De nombreuses banques centrales ont un double mandat, ce qui implique qu’elles risquent de ne pas pouvoir procéder à une hausse des taux adéquate si, dans le même temps, elles doivent faire face à un scénario de récession et contenir l’inflation. Les récentes craintes de récession ont été l’une des raisons de la baisse généralisée des rendements dans les économies du G10 : “pour cette raison, à notre avis, prendre en compte également la croissance du PIB nominal et pas seulement les augmentations de prix pourrait être une façon équitable de saisir le double mandat des banques centrales”, suggèrent les experts de BofA, ajoutant que “le fait que les taux de chômage soient à des niveaux records dans presque toutes les économies du G10 pourrait être un avertissement que la récession est proche.

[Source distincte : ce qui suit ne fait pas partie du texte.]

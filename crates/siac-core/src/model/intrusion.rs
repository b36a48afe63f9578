use chrono::{DateTime, SecondsFormat, Utc};
use serde::Serialize;

use super::kind::{Entity, EntityKind};
use crate::store::{DataStore, EntityCollection};

/// One Suricata IDS event.
#[derive(Debug, Clone, PartialEq, Serialize)]
pub struct IntrusionEvent {
    pub timestamp: Option<DateTime<Utc>>,
    pub event_type: Option<String>,
    pub src_ip: Option<String>,
    pub src_port: Option<String>,
    pub dest_ip: Option<String>,
    pub dest_port: Option<String>,
    pub protocol: Option<String>,
    pub signature: Option<String>,
    pub signature_id: Option<String>,
    /// Suricata priority: 1 = critical … 4 = low.
    pub severity: Option<u8>,
}

impl IntrusionEvent {
    pub fn severity_label(&self) -> &'static str {
        match self.severity {
            Some(1) => "critical",
            Some(2) => "high",
            Some(3) => "medium",
            Some(4) => "low",
            _ => "unknown",
        }
    }
}

impl Entity for IntrusionEvent {
    const KIND: EntityKind = EntityKind::Intrusion;

    /// IDS rows carry no id; `"{event_ts}:{signature_id}:{src_ip}"`.
    fn key(&self) -> String {
        let ts = self
            .timestamp
            .map(|t| t.to_rfc3339_opts(SecondsFormat::Micros, true))
            .unwrap_or_default();
        format!(
            "{ts}:{}:{}",
            self.signature_id.as_deref().unwrap_or_default(),
            self.src_ip.as_deref().unwrap_or_default()
        )
    }

    fn collection(store: &DataStore) -> &EntityCollection<Self> {
        &store.intrusions
    }
}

Dans le même temps, la corrélation entre la croissance du PIB nominal et le marché des changes a considérablement augmenté depuis 2020, et cela vaut tant pour la croissance du PIB nominal que pour son écart par rapport à la moyenne sur 20 ans ; mais l’arrivée d’une récession entraînerait un ralentissement de la croissance du PIB, ainsi qu’un assouplissement de la politique monétaire et un affaiblissement des devises.

Pas de corrélation entre un PIB élevé et des rendements réels plus élevés

On a tendance à croire que des prévisions de croissance du PIB plus élevées correspondent à des rendements réels plus élevés, “mais ce n’est pas vrai”, souligne-t-on chez BofA : pour le moment, le niveau des taux réels est faible et sa distribution pour les onze pays ne semble pas refléter les perspectives économiques. En outre, les prévisions du PIB nominal sont plus élevées que les moyennes historiques pour les économies des onze pays : “soit ces estimations sont trop optimistes, soit la plupart des banques centrales du G10 n’ont peut-être pas prévu suffisamment de hausses de taux”.

Réintroduction de l’orientation prospective

Pour BofA, non seulement les hausses de prix pourraient se poursuivre, mais une intervention centrale plus forte pourrait être nécessaire pour ramener l’inflation à l’objectif de 2 %, tandis que certaines banques centrales pourraient même réintroduire une orientation prospective, s’engageant à maintenir des taux d’intérêt élevés aussi longtemps qu’il faudra pour que le niveau des prix revienne à l’objectif.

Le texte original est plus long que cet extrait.